Теперь на его лице ни тени улыбки, никакой, даже зловещей. От удивления я раскрываю рот. Босс явно не шутит.
Он грозится меня уволить.
– Я не могу… Ты не можешь…
– Еще как могу.
Этот человек не знает, с кем связывается. Я гордо поднимаю голову:
– Хорошо. Я принимаю твое дурацкое пари. Давай уточним ставки.
Бэннинг садится за свой стол и тянется к телефону.
– Мы только что их уточнили. Я занят, Кирби, и я уверен, у тебя в отделе еще остался кто-нибудь, способный помочь спасти ситуацию. Не забывай про отчеты.
Нужно проявить твердость. Так просто он от меня не отделается.
– Нет, я хочу знать, какова твоя ставка. В случае проигрыша. Готова выслушать предложения.
Он откладывает телефон и смотрит на меня долгим, оценивающим взглядом.
– Мы только что договорились. На кону твоя должность.

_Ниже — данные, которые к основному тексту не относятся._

//! Forecasting Engine Module
//!
//! Given a resolved (x, y) series from a panel query, infers the series'
//! cadence and seasonality, fits one of several candidate models, and
//! emits point forecasts with uncertainty bands plus projected x-axis
//! labels that match the input encoding.
//!
//! The engine is a pure function of its inputs apart from one optional
//! text-generation call for strategy selection, and every strategy is
//! deterministic: identical inputs produce bit-identical forecasts.

mod engine;
mod models;
mod series;
mod stats;
mod strategy;

pub use engine::{ForecastEngine, ForecastOutcome, ForecastPoint};
pub use models::{StrategyParams, fitted_values, forecast_values, residual_std_dev};
pub use series::{CadenceInfo, CadenceUnit, ForecastError, SeriesPoint, XAxisFormat, build_series, infer_cadence};
pub use stats::{Seasonality, TrendStats, detect_seasonality, trend_stats};
pub use strategy::{
    ForecastDefaults, ResolvedStrategy, StrategyDecision, decode_selection, fallback_strategy,
    resolve_strategy,
};

#[cfg(test)]
mod tests;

– Она у меня уже есть. Я хочу больше.
– Что ты задумала?
Улыбаюсь, стараясь как можно больше походить на акулу.
– Я хочу публичного извинения. Ты устроишь собрание персонала и публично извинишься за то, что подверг сомнению мою компетентность.
– Идет. – Бэннинг вновь хватается за трубку.
– И не спорь со мной, я… э-э… Что?
– Я сказал – идет. Теперь, если не возражаешь… – Он набирает номер и указывает мне на дверь.
Уходя, забываю хлопнуть дверью, ошеломленная столь быстрым согласием. Я готовилась к сражению, а он…
Ах вот оно что!
Он полностью уверен в победе и даже мысли не допускает о том, что ему придется передо мной извиняться.
Кажется, что из легких, свистя, разом вышел весь воз дух, и я в изнеможении прислоняюсь к стене рядом с закрытой дверью его кабинета. Мысли стремительно мчатся, будто белки бегают в колесе.
Бэннинг абсолютно уверен.
Неужели у меня и впрямь такой ужасный характер?
Устало иду к своему кабинету и понимаю, что мне придется выяснить это за четыре недели.